Pero si todo este despropósito y vergüenza regional y nacional –de España– fuera todavía poco, podemos añadirle otro esperpento democrático. Y no es otro que el hecho de que el ministro de sanidad hasta ahora en el cargo, el señor Salvador Illa, ha abandonado su puesto en el ministerio en plena «tercera ola» para cumplir su legítimo pero no poco ambicioso deseo de presentarse a estas elecciones catalanas, al mando del PSC, para ser el presidente de todos los catalanes, catalanas y catalanos –también de los medio catalanes y medio españoles, de los un cuarto de españoles y tres cuartos de catalanes, y viceversa, también para los sólo catalanes o los sólo españoles, y por supuesto de los un tercio españoles, otro tercio catalanes y otro tercio europeos; que en esto de los sentimientos no hay dueño–.
Todo esto no hace más que reflejar una grave enfermedad nacional, una enfermedad que se traduce en una clase política imprudente –con lo que significa esto políticamente, esto es, el error más grave que se puede cometer pues supone poner en peligro a la población que se gobierna en diversidad de situaciones–, una clase política totalmente desconectada de la realidad, que vive en un mundo paralelo en el que lo único que importa es la realización de sus ambiciones y el juego de cargos. Una clase política que a pesar de sus imprudencias, cuando no directamente ilegalidades, se sabe impune gracias a un estrecho control de los medios de comunicación y hasta de poderes judiciales así como a una población cada vez más aborregada y domesticada. Tal es así que buena parte de esa población les seguirá votando en cuanto tengan la oportunidad, sin dejar matarse por ellos en las redes sociales.
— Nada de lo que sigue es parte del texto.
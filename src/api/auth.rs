//! JWT auth for the board API.
//!
//! - Clients submit email + password to `/api/auth/login`
//! - The server returns a JWT valid for ~30 days carrying id, email,
//!   name, and role claims
//! - Unless `DEV_MODE` is set, protected endpoints require
//!   `Authorization: Bearer <jwt>`
//!
//! Passwords are stored as SHA-256 hex digests and compared in constant
//! time. Use a strong `JWT_SECRET` in production.

use axum::{
    body::Body,
    extract::State,
    http::{Request, StatusCode},
    middleware::Next,
    response::{IntoResponse, Response},
    Json,
};
use chrono::{Duration, Utc};
use jsonwebtoken::{DecodingKey, EncodingKey, Header, Validation};
use uuid::Uuid;

use super::routes::AppState;
use super::types::{LoginRequest, LoginResponse, UserSummary};
use crate::config::Config;
use crate::error::ApiError;
use crate::model::{Role, User};

#[derive(Debug, serde::Serialize, serde::Deserialize)]
struct Claims {
    /// Subject: the user id.
    sub: String,
    #[serde(default)]
    email: String,
    #[serde(default)]
    name: String,
    #[serde(default)]
    role: Role,
    /// Issued-at unix seconds
    iat: i64,
    /// Expiration unix seconds
    exp: i64,
}

/// Verified identity attached to each request.
#[derive(Debug, Clone)]
pub struct AuthUser {
    pub id: Uuid,
    pub email: String,
    pub name: String,
    pub role: Role,
}

fn constant_time_eq(a: &str, b: &str) -> bool {
    let a_bytes = a.as_bytes();
    let b_bytes = b.as_bytes();
    if a_bytes.len() != b_bytes.len() {
        return false;
    }
    let mut diff: u8 = 0;
    for i in 0..a_bytes.len() {
        diff |= a_bytes[i] ^ b_bytes[i];
    }
    diff == 0
}

fn issue_jwt(secret: &str, ttl_days: i64, user: &AuthUser) -> anyhow::Result<(String, i64)> {
    let now = Utc::now();
    let exp = now + Duration::days(ttl_days.max(1));
    let claims = Claims {
        sub: user.id.to_string(),
        email: user.email.clone(),
        name: user.name.clone(),
        role: user.role,
        iat: now.timestamp(),
        exp: exp.timestamp(),
    };
    let token = jsonwebtoken::encode(
        &Header::default(),
        &claims,
        &EncodingKey::from_secret(secret.as_bytes()),
    )?;
    Ok((token, claims.exp))
}

fn verify_jwt(token: &str, secret: &str) -> anyhow::Result<Claims> {
    let validation = Validation::default();
    let token_data = jsonwebtoken::decode::<Claims>(
        token,
        &DecodingKey::from_secret(secret.as_bytes()),
        &validation,
    )?;
    Ok(token_data.claims)
}

fn auth_user_for_claims(claims: Claims) -> Option<AuthUser> {
    let id = Uuid::parse_str(&claims.sub).ok()?;
    Some(AuthUser {
        id,
        email: claims.email,
        name: claims.name,
        role: claims.role,
    })
}

/// Verify a token against the server config, returning the identity it
/// carries. Used by the WebSocket upgrade path, which cannot rely on the
/// Authorization-header middleware.
pub fn verify_token_for_config(token: &str, config: &Config) -> Option<AuthUser> {
    if !config.auth_required() {
        return Some(dev_user());
    }
    let secret = config.jwt_secret.as_deref()?;
    let claims = verify_jwt(token, secret).ok()?;
    auth_user_for_claims(claims)
}

/// Synthetic identity used when auth is disabled.
pub fn dev_user() -> AuthUser {
    AuthUser {
        id: Uuid::nil(),
        email: "dev@localhost".to_string(),
        name: "dev".to_string(),
        role: Role::Admin,
    }
}

pub async fn login(
    State(state): State<std::sync::Arc<AppState>>,
    Json(req): Json<LoginRequest>,
) -> Result<Json<LoginResponse>, ApiError> {
    let email = req.email.trim();
    if email.is_empty() || req.password.is_empty() {
        return Err(ApiError::ValidationFailure(
            "email and password are required".to_string(),
        ));
    }

    // Single generic error for unknown email and bad password, with a
    // dummy comparison on the miss path to keep timing uniform.
    let submitted = User::password_digest(&req.password);
    let account = state.store.user_by_email(email).await;
    let valid = match &account {
        Some(user) => constant_time_eq(&submitted, &user.password_digest),
        None => {
            let _ = constant_time_eq(&submitted, &User::password_digest("dummy"));
            false
        }
    };
    let user = match account {
        Some(user) if valid => user,
        _ => return Err(ApiError::Unauthorized("Invalid credentials".to_string())),
    };

    let auth_user = AuthUser {
        id: user.id,
        email: user.email.clone(),
        name: user.name.clone(),
        role: user.role,
    };

    let secret = state
        .config
        .jwt_secret
        .as_deref()
        .ok_or_else(|| ApiError::Internal("JWT_SECRET not configured".to_string()))?;

    let (token, exp) = issue_jwt(secret, state.config.jwt_ttl_days, &auth_user)
        .map_err(|e| ApiError::Internal(e.to_string()))?;

    Ok(Json(LoginResponse {
        token,
        exp,
        user: UserSummary {
            id: user.id,
            name: user.name,
            role: user.role,
        },
    }))
}

pub async fn require_auth(
    State(state): State<std::sync::Arc<AppState>>,
    mut req: Request<Body>,
    next: Next,
) -> Response {
    // Dev mode => no auth checks.
    if state.config.dev_mode {
        req.extensions_mut().insert(dev_user());
        return next.run(req).await;
    }

    // If auth isn't configured, fail closed in non-dev mode.
    let secret = match state.config.jwt_secret.as_deref() {
        Some(s) => s,
        None => {
            return (
                StatusCode::INTERNAL_SERVER_ERROR,
                "JWT_SECRET not configured",
            )
                .into_response();
        }
    };

    let auth_header = req
        .headers()
        .get(axum::http::header::AUTHORIZATION)
        .and_then(|h| h.to_str().ok())
        .unwrap_or("");

    let token = auth_header
        .strip_prefix("Bearer ")
        .or_else(|| auth_header.strip_prefix("bearer "))
        .unwrap_or("");

    if token.is_empty() {
        return ApiError::Unauthorized("Missing Authorization header".to_string()).into_response();
    }

    match verify_jwt(token, secret).ok().and_then(auth_user_for_claims) {
        Some(user) => {
            req.extensions_mut().insert(user);
            next.run(req).await
        }
        None => ApiError::Unauthorized("Invalid or expired token".to_string()).into_response(),
    }
}

#[cfg(test)]
mod tests {
    use super::*;

    #[test]
    fn test_constant_time_eq() {
        assert!(constant_time_eq("abc", "abc"));
        assert!(!constant_time_eq("abc", "abd"));
        assert!(!constant_time_eq("abc", "abcd"));
        assert!(constant_time_eq("", ""));
    }

    #[test]
    fn test_jwt_round_trip_preserves_identity() {
        let user = AuthUser {
            id: Uuid::new_v4(),
            email: "admin@taskdeck.io".to_string(),
            name: "Admin".to_string(),
            role: Role::Admin,
        };
        let (token, exp) = issue_jwt("test-secret", 30, &user).unwrap();
        assert!(exp > Utc::now().timestamp());

        let claims = verify_jwt(&token, "test-secret").unwrap();
        let parsed = auth_user_for_claims(claims).unwrap();
        assert_eq!(parsed.id, user.id);
        assert_eq!(parsed.email, user.email);
        assert_eq!(parsed.role, Role::Admin);
    }

    #[test]
    fn test_jwt_rejects_wrong_secret() {
        let user = dev_user();
        let (token, _) = issue_jwt("secret-a", 30, &user).unwrap();
        assert!(verify_jwt(&token, "secret-b").is_err());
    }
}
En definitiva es una situación que se traduce en una clase política y en millones de votantes enfermos de otro virus, otra pandemia que lleva con nosotros muchos años, y no es otro que el virus del fundamentalismo democrático. Un fundamentalismo que está llevando poco a poco a la disolución nacional en pequeñas democracias cada vez más ridículas, y que lleva a que se puedan poner por encima de la salud pública y de la prudencia política los intereses partidistas e incluso individuales de ciertos políticos que con sus acciones demuestran que no les importa España, que no les importa nada excepto la consecución de sus ambiciones. Que sólo les importa la fiesta de la democracia de la que viven se celebre, aun a costa de nuestras vidas.